-- Opening Marker --
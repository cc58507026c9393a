//! Convert the move spreadsheet export into the app's `moves.json`.
//!
//! This crate owns the whole ETL pass: loading the roster, reading sheet rows,
//! validating and translating each row, and writing the move records out.

pub mod columns;
pub mod config;
pub mod convert;
pub mod error;
pub mod progress;
pub mod roster;
pub mod rows;
pub mod transform;

pub use columns::ColumnLabels;
pub use config::{ConvertConfig, PathOverrides, discover_config, load_config};
pub use convert::{
    ConvertOptions, ConvertReport, ConvertStats, convert, convert_rows, load_moves, write_moves,
};
pub use error::ConvertError;
pub use progress::{ConvertProgress, LogProgress, SilentProgress};
pub use roster::{Roster, load_roster};
pub use rows::{Row, RowReader};
pub use transform::{Converter, RowOutcome, SkipReason, parse_power, split_targets};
-- Closing Marker --
Your task: In the data above, which lines lie between the line with "move records out." and the line with "pub use columns::ColumnLabels;", inclusive? Print those lines exactly and nothing else.

Solution below:
//! validating and translating each row, and writing the move records out.

pub mod columns;
pub mod config;
pub mod convert;
pub mod error;
pub mod progress;
pub mod roster;
pub mod rows;
pub mod transform;

pub use columns::ColumnLabels;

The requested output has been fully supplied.